November 17, 2017 by SWestfall3

buck white antler

The second Thursday in November has just passed. In most of the country, thoughts will be about the big feast that comes exactly seven days later, but not in my part of the world.

This coming week does include American Thanksgiving. Big family meals will be held that day, and swarms of people will go charging out to shopping malls on Friday.

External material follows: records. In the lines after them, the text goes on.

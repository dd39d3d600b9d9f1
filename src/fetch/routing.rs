//! Platform and regional routing hosts.
//!
//! League endpoints live on platform hosts (`euw1`, `na1`, ...) while the
//! account service lives on regional clusters (`europe`, `americas`, `asia`).

/// Regional clusters accepted as-is by the account service.
const REGIONAL_ROUTES: &[&str] = &["americas", "europe", "asia"];

/// Normalise a user-supplied region to a lowercase host label.
pub fn platform_host(region: &str) -> String {
    region.trim().to_ascii_lowercase()
}

/// Regional cluster serving account lookups for a platform.
///
/// Regional names pass through unchanged, except `sea`, which the account
/// service does not serve. Unknown platforms are returned
/// verbatim so the provider rejects them instead of us guessing.
pub fn regional_host(region: &str) -> String {
    let platform = platform_host(region);
    if REGIONAL_ROUTES.contains(&platform.as_str()) {
        return platform;
    }

    let cluster = match platform.as_str() {
        "na1" | "br1" | "la1" | "la2" => "americas",
        "euw1" | "eun1" | "tr1" | "ru" | "me1" => "europe",
        // The account service has no sea cluster; it and its shards resolve via asia.
        "sea" | "kr" | "jp1" | "oc1" | "ph2" | "sg2" | "th2" | "tw2" | "vn2" => "asia",
        _ => return platform,
    };
    cluster.to_string()
}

But in West Virginia, another holiday takes precedence: “buck gun season.”  This coming Monday, the woods be filled with more loud booms than the Fourth of July.  Organic protein and “horns” will be the prize, and a few more forest destroying cervids will be removed from the population before the coming winter turns them into twig chomping fiends.

When I was a child, all sort of people came into the rural districts, often people who had grown up in the area but had gone into the industrial parts of Ohio for work. Ohio’s deer season, “shotgun only,” came later in the year, but West Virginia’s came the week of Thanksgiving. If one wanted to visit the family for the holiday, why not come a few days early and drop a buck for the freezer?

It was such a big event that the school was out all week, not just Thursday and Friday. We received a truncated Christmas vacation, but school attendance during that week would have been terrible. So the district let us all out.

And the tradition continues. I don’t know of a single school district in West Virginia that stays open the week of Thanksgiving.

In fact, virtually every college or university in West Virginia has a week-long holiday this coming week. It is that big a deal.

And it’s not like the deer are massive trophies. The state has antler restrictions in only a few public hunting lands, and in most of the state, there will be many young bucks taken. Because the “antlerless” firearms season occurs at the same time, button bucks will be taken as well. When that many younger bucks are removed from the population, the number of mature deer with nice racks becomes much lower.

But this is a state that allows the hunter to take six deer a year.  If you have a family who owns land and have two hunters who have resident rights to it, you’re talking potentially twelve deer killed a year, which could feed a family of four fairly well.

I come from a family of deer hunters, but they were not venison eaters. When I was a kid, every deer that got shot was given to a relative or someone who couldn’t hunt. My grandpa, who loved to hunt everything and would have us eat cooked squirrel brains, wouldn’t even field dress a deer. That was my dad’s job, and for whatever reason, if my dad or my grandpa even smelled venison cooking, it would make their stomachs weak.

I never had this problem, and in the last few years, I’ve learned how to cook venison properly. I much prefer the meat to beef, especially when we’re talking leaving certain steak cuts rare.  These deer have been living well on acorns, and their flesh has that oaky, rich taste, which some call gamey. I call it delicious.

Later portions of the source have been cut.